EXERCISE DESCRIPTION ->
Return every line of the listing that includes the string "exactly".

RECORDED DATA ->
# # # # #

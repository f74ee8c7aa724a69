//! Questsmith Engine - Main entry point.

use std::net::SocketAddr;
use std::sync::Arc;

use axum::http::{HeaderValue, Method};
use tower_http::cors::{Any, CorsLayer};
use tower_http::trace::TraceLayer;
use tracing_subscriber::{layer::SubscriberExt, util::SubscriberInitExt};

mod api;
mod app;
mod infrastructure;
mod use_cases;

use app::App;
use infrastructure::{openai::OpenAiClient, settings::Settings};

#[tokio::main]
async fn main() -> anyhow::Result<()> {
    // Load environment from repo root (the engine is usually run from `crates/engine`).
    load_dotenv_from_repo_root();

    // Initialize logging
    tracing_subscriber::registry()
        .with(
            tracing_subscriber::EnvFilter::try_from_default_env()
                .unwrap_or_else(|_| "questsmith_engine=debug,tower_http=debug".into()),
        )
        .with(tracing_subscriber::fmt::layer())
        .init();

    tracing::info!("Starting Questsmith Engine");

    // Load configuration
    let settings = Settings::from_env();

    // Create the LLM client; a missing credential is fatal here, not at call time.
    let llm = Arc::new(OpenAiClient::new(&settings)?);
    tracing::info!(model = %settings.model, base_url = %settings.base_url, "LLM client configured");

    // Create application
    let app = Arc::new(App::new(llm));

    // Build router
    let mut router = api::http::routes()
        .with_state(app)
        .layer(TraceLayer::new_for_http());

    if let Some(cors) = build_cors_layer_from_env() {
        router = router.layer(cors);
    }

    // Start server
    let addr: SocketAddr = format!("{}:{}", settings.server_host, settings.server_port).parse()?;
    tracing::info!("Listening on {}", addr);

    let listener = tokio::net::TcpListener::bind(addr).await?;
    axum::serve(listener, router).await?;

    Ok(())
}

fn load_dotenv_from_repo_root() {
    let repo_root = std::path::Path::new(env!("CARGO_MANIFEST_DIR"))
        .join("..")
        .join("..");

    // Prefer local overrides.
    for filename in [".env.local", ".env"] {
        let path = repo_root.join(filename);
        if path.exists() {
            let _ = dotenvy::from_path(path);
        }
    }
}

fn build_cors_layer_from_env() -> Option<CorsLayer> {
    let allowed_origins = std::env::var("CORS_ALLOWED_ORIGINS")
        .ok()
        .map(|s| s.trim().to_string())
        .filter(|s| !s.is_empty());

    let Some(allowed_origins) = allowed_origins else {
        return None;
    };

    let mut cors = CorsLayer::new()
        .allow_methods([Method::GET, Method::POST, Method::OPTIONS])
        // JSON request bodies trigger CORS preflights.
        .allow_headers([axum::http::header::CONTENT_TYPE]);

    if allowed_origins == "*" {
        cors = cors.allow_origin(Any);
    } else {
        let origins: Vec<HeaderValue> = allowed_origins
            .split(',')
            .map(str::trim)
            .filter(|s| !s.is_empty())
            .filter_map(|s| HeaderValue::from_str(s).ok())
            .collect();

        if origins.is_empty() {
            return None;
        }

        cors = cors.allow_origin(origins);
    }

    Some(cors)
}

# # # # #

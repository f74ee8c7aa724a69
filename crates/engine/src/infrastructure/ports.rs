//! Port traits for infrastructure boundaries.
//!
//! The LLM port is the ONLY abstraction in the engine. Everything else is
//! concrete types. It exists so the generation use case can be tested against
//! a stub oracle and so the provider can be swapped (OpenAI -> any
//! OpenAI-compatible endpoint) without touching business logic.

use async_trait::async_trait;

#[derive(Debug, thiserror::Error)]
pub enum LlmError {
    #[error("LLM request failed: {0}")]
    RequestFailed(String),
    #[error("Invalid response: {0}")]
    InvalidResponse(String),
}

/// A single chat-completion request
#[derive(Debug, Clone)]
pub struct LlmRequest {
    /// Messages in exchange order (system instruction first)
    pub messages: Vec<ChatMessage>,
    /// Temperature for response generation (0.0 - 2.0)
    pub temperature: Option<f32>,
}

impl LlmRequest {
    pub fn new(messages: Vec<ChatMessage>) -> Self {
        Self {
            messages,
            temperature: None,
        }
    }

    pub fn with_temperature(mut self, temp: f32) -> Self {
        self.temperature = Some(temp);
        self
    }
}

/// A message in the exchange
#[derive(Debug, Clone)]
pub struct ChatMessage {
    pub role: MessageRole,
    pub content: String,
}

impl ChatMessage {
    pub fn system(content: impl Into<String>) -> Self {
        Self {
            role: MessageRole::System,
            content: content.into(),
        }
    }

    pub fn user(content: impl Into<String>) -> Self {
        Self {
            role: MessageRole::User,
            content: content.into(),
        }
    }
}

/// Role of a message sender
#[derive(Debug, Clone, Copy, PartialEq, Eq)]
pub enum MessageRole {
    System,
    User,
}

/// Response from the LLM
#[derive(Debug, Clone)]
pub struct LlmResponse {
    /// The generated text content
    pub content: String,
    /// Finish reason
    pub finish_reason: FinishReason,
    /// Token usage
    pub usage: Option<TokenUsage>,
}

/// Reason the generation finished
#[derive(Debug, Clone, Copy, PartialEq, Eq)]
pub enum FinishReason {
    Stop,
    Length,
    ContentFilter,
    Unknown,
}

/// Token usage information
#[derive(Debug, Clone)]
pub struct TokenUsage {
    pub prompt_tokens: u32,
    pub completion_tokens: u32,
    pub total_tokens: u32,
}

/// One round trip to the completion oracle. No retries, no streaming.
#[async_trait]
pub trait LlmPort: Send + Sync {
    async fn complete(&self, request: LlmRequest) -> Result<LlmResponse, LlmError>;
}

# # # # #

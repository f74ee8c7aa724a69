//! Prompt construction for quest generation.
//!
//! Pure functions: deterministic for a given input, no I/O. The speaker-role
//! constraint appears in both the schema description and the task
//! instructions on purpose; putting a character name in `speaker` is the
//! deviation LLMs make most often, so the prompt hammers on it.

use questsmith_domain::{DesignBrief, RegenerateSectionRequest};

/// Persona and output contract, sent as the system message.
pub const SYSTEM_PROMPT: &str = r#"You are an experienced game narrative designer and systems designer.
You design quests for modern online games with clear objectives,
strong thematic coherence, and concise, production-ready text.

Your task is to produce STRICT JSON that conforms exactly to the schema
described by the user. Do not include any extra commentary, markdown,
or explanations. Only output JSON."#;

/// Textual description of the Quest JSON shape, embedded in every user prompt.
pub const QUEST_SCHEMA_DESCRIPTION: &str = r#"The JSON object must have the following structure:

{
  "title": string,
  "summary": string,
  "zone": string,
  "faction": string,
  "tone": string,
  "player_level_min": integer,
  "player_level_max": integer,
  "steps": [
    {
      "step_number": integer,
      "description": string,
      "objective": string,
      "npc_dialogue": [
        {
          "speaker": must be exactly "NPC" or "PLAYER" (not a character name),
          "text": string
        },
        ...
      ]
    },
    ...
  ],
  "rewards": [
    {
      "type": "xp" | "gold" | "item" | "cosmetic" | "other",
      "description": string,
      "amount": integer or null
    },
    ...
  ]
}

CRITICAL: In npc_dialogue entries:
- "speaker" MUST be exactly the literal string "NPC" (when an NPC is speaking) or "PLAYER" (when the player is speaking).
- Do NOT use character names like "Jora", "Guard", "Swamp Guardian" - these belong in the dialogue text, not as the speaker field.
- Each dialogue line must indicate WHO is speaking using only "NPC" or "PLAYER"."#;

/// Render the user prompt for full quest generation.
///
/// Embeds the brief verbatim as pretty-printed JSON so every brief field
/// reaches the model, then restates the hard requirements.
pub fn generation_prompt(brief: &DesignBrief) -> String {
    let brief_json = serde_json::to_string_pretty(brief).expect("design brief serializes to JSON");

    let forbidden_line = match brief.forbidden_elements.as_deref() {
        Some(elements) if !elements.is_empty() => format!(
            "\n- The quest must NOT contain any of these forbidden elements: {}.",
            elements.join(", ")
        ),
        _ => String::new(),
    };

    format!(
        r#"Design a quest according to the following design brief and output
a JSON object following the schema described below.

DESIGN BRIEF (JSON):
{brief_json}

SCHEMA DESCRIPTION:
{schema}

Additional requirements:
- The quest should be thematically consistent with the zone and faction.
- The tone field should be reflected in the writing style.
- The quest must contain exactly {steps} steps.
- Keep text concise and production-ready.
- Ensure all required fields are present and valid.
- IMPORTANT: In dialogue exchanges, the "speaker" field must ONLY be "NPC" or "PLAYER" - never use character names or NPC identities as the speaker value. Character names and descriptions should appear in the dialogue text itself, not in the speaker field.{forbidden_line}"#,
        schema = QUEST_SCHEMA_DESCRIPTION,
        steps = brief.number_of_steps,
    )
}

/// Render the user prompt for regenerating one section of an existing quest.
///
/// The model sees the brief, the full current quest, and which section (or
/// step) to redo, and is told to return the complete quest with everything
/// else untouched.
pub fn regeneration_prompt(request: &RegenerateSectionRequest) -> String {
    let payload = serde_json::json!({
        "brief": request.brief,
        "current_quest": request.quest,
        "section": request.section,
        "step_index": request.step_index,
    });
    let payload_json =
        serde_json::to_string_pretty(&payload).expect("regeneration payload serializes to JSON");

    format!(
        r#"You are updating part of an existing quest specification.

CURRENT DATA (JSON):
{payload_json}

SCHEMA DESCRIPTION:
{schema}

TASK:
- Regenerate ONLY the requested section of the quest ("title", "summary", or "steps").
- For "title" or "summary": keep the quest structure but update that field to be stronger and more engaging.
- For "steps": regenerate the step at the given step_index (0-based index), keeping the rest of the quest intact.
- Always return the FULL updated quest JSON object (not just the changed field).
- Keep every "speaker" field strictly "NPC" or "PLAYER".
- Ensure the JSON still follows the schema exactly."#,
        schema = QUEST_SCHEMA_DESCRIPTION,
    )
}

# # # # #

YOUR RESPONSE ->
Your task is to produce STRICT JSON that conforms exactly to the schema
          "speaker": must be exactly "NPC" or "PLAYER" (not a character name),
- "speaker" MUST be exactly the literal string "NPC" (when an NPC is speaking) or "PLAYER" (when the player is speaking).
- The quest must contain exactly {steps} steps.
- Ensure the JSON still follows the schema exactly."#,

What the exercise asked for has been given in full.